Post-Script: Down to 200req, 1.6mb, 8s load. Still 7s too slow (terrible).

I'm going to make a bold suggestion here, but hear me out: TheNextWeb is symbolic of why we can't have nice websites. Which is to say, TheNextWeb is a perfect example of the problem with modern websites -- They're huge for no reason. (A need to blow money on every corporate grade tracking beacon on the 'net is not a reason.)

This is an article just published a couple of hours ago on TNW. It is unremarkable for their site. A nice few paragraphs, couple of youtube videos, and a small comments section with as-of-this-writing zero comments in it (saturday must be slow). And what happens? A clean page load elicits 365 requests, ~6.1mb of code, and a 12.37s onload time (17.63s for the async-loaded resources to simmer down). For what? Some text, two videos, a comment box, and the new-article-scroll-box on the left. That's it. 6.1mb of code and 12 seconds.

Not to make claims without backup, here's a link to a HARViewer[1.6mb] with my HAR in it (devtools produces them). You can even import my Chrome Devtools Timelime Data[5mb] if you like, it's right there. To fully restore my environment, even the cpuprofile is up, though I don't know how much use it is.

This all can be fixed. The line of how-much-user-tracking-is-enough needs to be scaled back. Very few fucks are given about a page with its own resources, a google analytics script, some things like parsely/optimizely/embedly, and your ad network. But lo and behold, any reasonable site will not allow that to balloon to 365 requests.

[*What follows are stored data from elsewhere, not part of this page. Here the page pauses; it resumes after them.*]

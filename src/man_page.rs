use async_trait::async_trait;
use chrono::{DateTime, Utc};
use once_cell::sync::Lazy;
use regex::Regex;
use serde::{Deserialize, Serialize};
use std::process::Stdio;
use std::sync::Arc;
use tokio::process::Command;
use tokio::time::timeout;
use tracing::{debug, info, warn};

use crate::ai::prompts::man_page_prompt;
use crate::ai::{GenerationOptions, TextGenerator};
use crate::config::{ManPageConfig, StudyConfig};
use crate::error::{Result, ServiceError, StudyError};
use crate::store::{get_json, put_json, KeyValueStore};

static COMMAND_NAME: Lazy<Regex> = Lazy::new(|| Regex::new(r"^[a-zA-Z0-9_.\-]+$").unwrap());
/// 终端加粗/下划线使用的退格叠印
static OVERSTRIKE: Lazy<Regex> = Lazy::new(|| Regex::new(r".\x08").unwrap());
static BLANK_RUNS: Lazy<Regex> = Lazy::new(|| Regex::new(r"\n{3,}").unwrap());
static HTML_TAG: Lazy<Regex> = Lazy::new(|| Regex::new(r"<[^>]+>").unwrap());
static HTML_ENTITY: Lazy<Regex> = Lazy::new(|| Regex::new(r"&[a-z]+;").unwrap());

const CACHE_PREFIX: &str = "man/";
const USER_AGENT: &str = "StudySage/1.0";
const TRUNCATION_NOTE: &str = "\n\n[... truncated for brevity ...]";
/// 本地输出少于该长度视为没有手册页
const MIN_LOCAL_CHARS: usize = 50;
/// 在线页面少于该长度多半是 404 页
const MIN_ONLINE_CHARS: usize = 200;
/// 随摘要保存的原文长度
const RAW_EXCERPT_CHARS: usize = 8_000;

const MAN_PAGE_OPTIONS: GenerationOptions = GenerationOptions {
    temperature: 0.2,
    max_output_tokens: 4096,
};

/// 手册页来自哪里
#[derive(Debug, Clone, Copy, PartialEq, Eq, Serialize, Deserialize)]
#[serde(rename_all = "lowercase")]
pub enum ManPageOrigin {
    Local,
    Online,
}

/// 手册页原文
#[derive(Debug, Clone, PartialEq, Eq)]
pub struct ManPage {
    pub text: String,
    pub origin: ManPageOrigin,
}

/// 整理后的手册页参考卡片
#[derive(Debug, Clone, PartialEq, Serialize, Deserialize)]
pub struct ManPageSummary {
    pub command: String,
    pub summary: String,
    pub origin: ManPageOrigin,
    /// 清理后的原文开头部分
    pub raw_excerpt: String,
    pub created_at: DateTime<Utc>,
    #[serde(skip)]
    pub from_cache: bool,
}

/// 手册页来源
#[async_trait]
pub trait ManPageSource: Send + Sync {
    /// 获取命令的手册页原文，找不到时返回 None
    ///
    /// # 参数
    /// - `command`: 已校验过的命令名
    async fn fetch(&self, command: &str) -> Option<ManPage>;
}

/// 默认来源：先运行本地 `man`，失败时查询在线手册页站点
pub struct SystemManSource {
    http_client: reqwest::Client,
    config: ManPageConfig,
}

impl SystemManSource {
    pub fn new(config: &ManPageConfig) -> Self {
        Self {
            http_client: reqwest::Client::new(),
            config: config.clone(),
        }
    }

    async fn fetch_local(&self, command: &str) -> Option<String> {
        let mut man = Command::new("man");
        man.arg(command)
            .env("MANPAGER", "cat")
            .env("COLUMNS", "120")
            .stdin(Stdio::null())
            .kill_on_drop(true);

        match timeout(self.config.fetch_timeout(), man.output()).await {
            Ok(Ok(output)) if output.status.success() => {
                let text = String::from_utf8_lossy(&output.stdout);
                if text.trim().chars().count() > MIN_LOCAL_CHARS {
                    Some(text.into_owned())
                } else {
                    None
                }
            }
            Ok(Ok(output)) => {
                debug!("本地 man {} 退出码 {:?}", command, output.status.code());
                None
            }
            Ok(Err(e)) => {
                debug!("无法运行本地 man: {}", e);
                None
            }
            Err(_) => {
                warn!("本地 man {} 超时", command);
                None
            }
        }
    }

    async fn fetch_online(&self, command: &str) -> Option<String> {
        let url = format!("{}/{}?f=t", self.config.online_endpoint.trim_end_matches('/'), command);
        let response = match self
            .http_client
            .get(&url)
            .header(reqwest::header::USER_AGENT, USER_AGENT)
            .timeout(self.config.fetch_timeout())
            .send()
            .await
        {
            Ok(response) => response,
            Err(e) => {
                warn!("在线手册页请求失败 {}: {}", url, e);
                return None;
            }
        };
        if !response.status().is_success() {
            debug!("在线手册页 {} 返回 {}", url, response.status());
            return None;
        }
        let html = match response.text().await {
            Ok(html) => html,
            Err(e) => {
                warn!("在线手册页读取失败 {}: {}", url, e);
                return None;
            }
        };

        let text = html_to_text(&html);
        if looks_like_man_page(&text) {
            Some(text)
        } else {
            None
        }
    }
}

#[async_trait]
impl ManPageSource for SystemManSource {
    async fn fetch(&self, command: &str) -> Option<ManPage> {
        if let Some(text) = self.fetch_local(command).await {
            return Some(ManPage {
                text,
                origin: ManPageOrigin::Local,
            });
        }
        if !self.config.online_fallback {
            return None;
        }
        self.fetch_online(command).await.map(|text| ManPage {
            text,
            origin: ManPageOrigin::Online,
        })
    }
}

/// 取出要查询的命令名：去掉 `$ ` 提示符后的第一个词，且只含安全字符
pub fn command_name(input: &str) -> Option<String> {
    let trimmed = input.trim();
    let trimmed = trimmed.strip_prefix("$ ").unwrap_or(trimmed);
    let first = trimmed.split_whitespace().next()?;
    COMMAND_NAME.is_match(first).then(|| first.to_string())
}

/// 清理手册页文本：去掉退格叠印与行尾空白，合并连续空行，超长时截断
///
/// # 参数
/// - `text`: 手册页原文
/// - `max_chars`: 保留的最大字符数
pub fn clean_man_text(text: &str, max_chars: usize) -> String {
    let text = OVERSTRIKE.replace_all(text, "");
    let text = text.lines().map(str::trim_end).collect::<Vec<_>>().join("\n");
    let mut text = BLANK_RUNS.replace_all(&text, "\n\n").into_owned();
    if text.chars().count() > max_chars {
        text = text.chars().take(max_chars).collect::<String>() + TRUNCATION_NOTE;
    }
    text.trim().to_string()
}

fn html_to_text(html: &str) -> String {
    let text = HTML_TAG.replace_all(html, "");
    HTML_ENTITY.replace_all(&text, " ").trim().to_string()
}

fn looks_like_man_page(text: &str) -> bool {
    let upper = text.to_uppercase();
    text.chars().count() > MIN_ONLINE_CHARS && (upper.contains("SYNOPSIS") || upper.contains("DESCRIPTION"))
}

fn cache_key(command: &str) -> String {
    format!("{}{}", CACHE_PREFIX, command)
}

/// 手册页查询
///
/// 结果按命令名缓存在存储中，跨文档共用；失败不缓存
pub struct ManPageLookup {
    source: Arc<dyn ManPageSource>,
    generator: Arc<dyn TextGenerator>,
    store: Arc<dyn KeyValueStore>,
    config: StudyConfig,
}

impl ManPageLookup {
    pub fn new(
        source: Arc<dyn ManPageSource>,
        generator: Arc<dyn TextGenerator>,
        store: Arc<dyn KeyValueStore>,
        config: StudyConfig,
    ) -> Self {
        Self {
            source,
            generator,
            store,
            config,
        }
    }

    /// 查询命令的手册页并整理成参考卡片
    ///
    /// # 参数
    /// - `input`: 用户输入的命令，只取第一个词
    ///
    /// # 返回
    /// 缓存命中时 `from_cache` 为 true
    pub async fn lookup(&self, input: &str) -> Result<ManPageSummary> {
        let command = command_name(input).ok_or_else(|| StudyError::ManPage {
            command: input.trim().to_string(),
            reason: "命令名只能包含字母、数字、`_`、`.` 与 `-`".to_string(),
        })?;

        match get_json::<ManPageSummary>(self.store.as_ref(), &cache_key(&command)) {
            Ok(Some(mut cached)) => {
                debug!("手册页缓存命中: {}", command);
                cached.from_cache = true;
                return Ok(cached);
            }
            Ok(None) => {}
            Err(e) => warn!("手册页缓存读取失败，重新查询: {}", e),
        }

        let page = self.source.fetch(&command).await.ok_or_else(|| StudyError::ManPage {
            command: command.clone(),
            reason: format!(
                "本地与在线都没有找到手册页，可能是 shell 内建命令（试试 `help {}`）、别名或自定义脚本",
                command
            ),
        })?;
        let text = clean_man_text(&page.text, self.config.man_page.max_chars);

        let prompt = man_page_prompt(&command);
        let result = match timeout(
            self.config.call_timeout(),
            self.generator.generate(&prompt, &text, &MAN_PAGE_OPTIONS),
        )
        .await
        {
            Ok(result) => result,
            Err(_) => Err(ServiceError::Timeout(self.config.call_timeout_secs)),
        };
        let summary = result.map_err(|source| StudyError::ManPageService {
            command: command.clone(),
            source,
        })?;

        let entry = ManPageSummary {
            command,
            summary,
            origin: page.origin,
            raw_excerpt: text.chars().take(RAW_EXCERPT_CHARS).collect(),
            created_at: Utc::now(),
            from_cache: false,
        };
        if let Err(e) = put_json(self.store.as_ref(), &cache_key(&entry.command), &entry) {
            warn!("手册页摘要写入缓存失败: {}", e);
        }
        info!("手册页已整理: {}（{:?}）", entry.command, entry.origin);
        Ok(entry)
    }

    /// 所有已缓存的手册页摘要，按命令名排序
    pub fn cached(&self) -> Result<Vec<ManPageSummary>> {
        let entries = self.store.scan_prefix(CACHE_PREFIX)?;
        Ok(entries
            .into_iter()
            .filter_map(|(key, bytes)| match serde_json::from_slice::<ManPageSummary>(&bytes) {
                Ok(mut entry) => {
                    entry.from_cache = true;
                    Some(entry)
                }
                Err(e) => {
                    warn!("跳过无法解析的手册页缓存 {}: {}", key, e);
                    None
                }
            })
            .collect())
    }
}

#[cfg(test)]
mod tests {
    use super::*;
    use crate::store::MemoryStore;
    use crate::test_support::{FakeGenerator, FakeManSource};

    fn lookup(source: Arc<FakeManSource>, generator: Arc<FakeGenerator>) -> ManPageLookup {
        ManPageLookup::new(source, generator, Arc::new(MemoryStore::new()), StudyConfig::default())
    }

    #[test]
    fn test_command_name() {
        assert_eq!(command_name("  tar -xzf archive.tgz"), Some("tar".to_string()));
        assert_eq!(command_name("$ ls -l"), Some("ls".to_string()));
        assert_eq!(command_name("rm;reboot"), None);
        assert_eq!(command_name("./configure"), None);
        assert_eq!(command_name("   "), None);
    }

    #[test]
    fn test_clean_man_text() {
        let raw = "N\x08NA\x08AM\x08ME\x08E  \n\n\n\nls - list   \n";
        assert_eq!(clean_man_text(raw, 1_000), "NAME\n\nls - list");

        let long = "a".repeat(50);
        assert_eq!(clean_man_text(&long, 10), format!("{}{}", "a".repeat(10), TRUNCATION_NOTE));
    }

    #[test]
    fn test_online_page_detection() {
        let html = format!("<html><b>NAME</b>&nbsp;grep<p>SYNOPSIS</p>{}</html>", "grep searches. ".repeat(20));
        let text = html_to_text(&html);
        assert!(text.starts_with("NAME grep"));
        assert!(looks_like_man_page(&text));
        assert!(!looks_like_man_page(&html_to_text("<h1>404 Not Found</h1>")));
    }

    #[tokio::test]
    async fn test_lookup_is_cached() {
        let source = Arc::new(FakeManSource::new().with_page("tar", "TAR(1)\n\n\n\nSYNOPSIS\n  tar [options]"));
        let generator = Arc::new(FakeGenerator::new());
        generator.reply_to("reference card", "## `tar` - archive files");
        let lookup = lookup(source.clone(), generator.clone());

        let first = lookup.lookup("tar -xzf backup.tgz").await.unwrap();
        assert!(!first.from_cache);
        assert_eq!(first.command, "tar");
        assert_eq!(first.summary, "## `tar` - archive files");
        assert_eq!(first.origin, ManPageOrigin::Local);
        assert_eq!(generator.contents(), vec!["TAR(1)\n\nSYNOPSIS\n  tar [options]".to_string()]);

        let second = lookup.lookup("tar").await.unwrap();
        assert!(second.from_cache);
        assert_eq!(second.summary, first.summary);
        assert_eq!(source.calls(), 1);
        assert_eq!(generator.calls(), 1);

        let cached = lookup.cached().unwrap();
        assert_eq!(cached.len(), 1);
        assert_eq!(cached[0].command, "tar");
    }

    #[tokio::test]
    async fn test_invalid_and_missing_commands() {
        let source = Arc::new(FakeManSource::new());
        let generator = Arc::new(FakeGenerator::new());
        let lookup = lookup(source.clone(), generator.clone());

        let err = lookup.lookup("rm;reboot").await.unwrap_err();
        assert!(matches!(err, StudyError::ManPage { .. }));
        assert_eq!(source.calls(), 0);

        let err = lookup.lookup("cd").await.unwrap_err();
        assert!(err.to_string().contains("help cd"));
        assert_eq!(source.calls(), 1);
        assert_eq!(generator.calls(), 0);
    }

    #[tokio::test]
    async fn test_failed_summary_is_not_cached() {
        let source = Arc::new(FakeManSource::new().with_page("grep", "GREP(1)\nDESCRIPTION\n  grep searches"));
        let generator = Arc::new(FakeGenerator::new());
        generator.fail_times("GREP(1)", 1, ServiceError::RateLimited("quota".to_string()));
        let lookup = lookup(source.clone(), generator.clone());

        let err = lookup.lookup("grep").await.unwrap_err();
        assert!(matches!(err, StudyError::ManPageService { .. }));
        assert!(err.is_retryable());

        assert!(!lookup.lookup("grep").await.unwrap().from_cache);
        assert_eq!(source.calls(), 2);
    }

    #[tokio::test]
    async fn test_local_source_without_page() {
        let config = ManPageConfig {
            online_fallback: false,
            ..ManPageConfig::default()
        };
        let source = SystemManSource::new(&config);
        assert!(source.fetch("study-reader-no-such-command").await.is_none());
    }
}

In firefox and by using noscript, adblock edge, and requestpolicy to block everything that isn't the page and its content (I left disqus in) it's down to 67 requests, 6.32s (5.94 onload), and 1.4mb of code. That's much better, though still fucking terrible. A full 20 of those are disqus, so they could use some work too. But, that's splitting hairs. Trying to pare down an already cleaned up site is silly. What needs tackling is the 365 requests and 6.1mb of code. I don't know how much of TNW's demographic is tech people (I suspect a large amount), but anybody who isn't already laden with adblockers and such is going to have that 12-17s experience. That's pretty unacceptable on a modern site. Google's talking about 1 second time-to-glass on mobile. If not striving for that extreme, a site which caters to tech people should be able to load just in a few seconds. Not 12.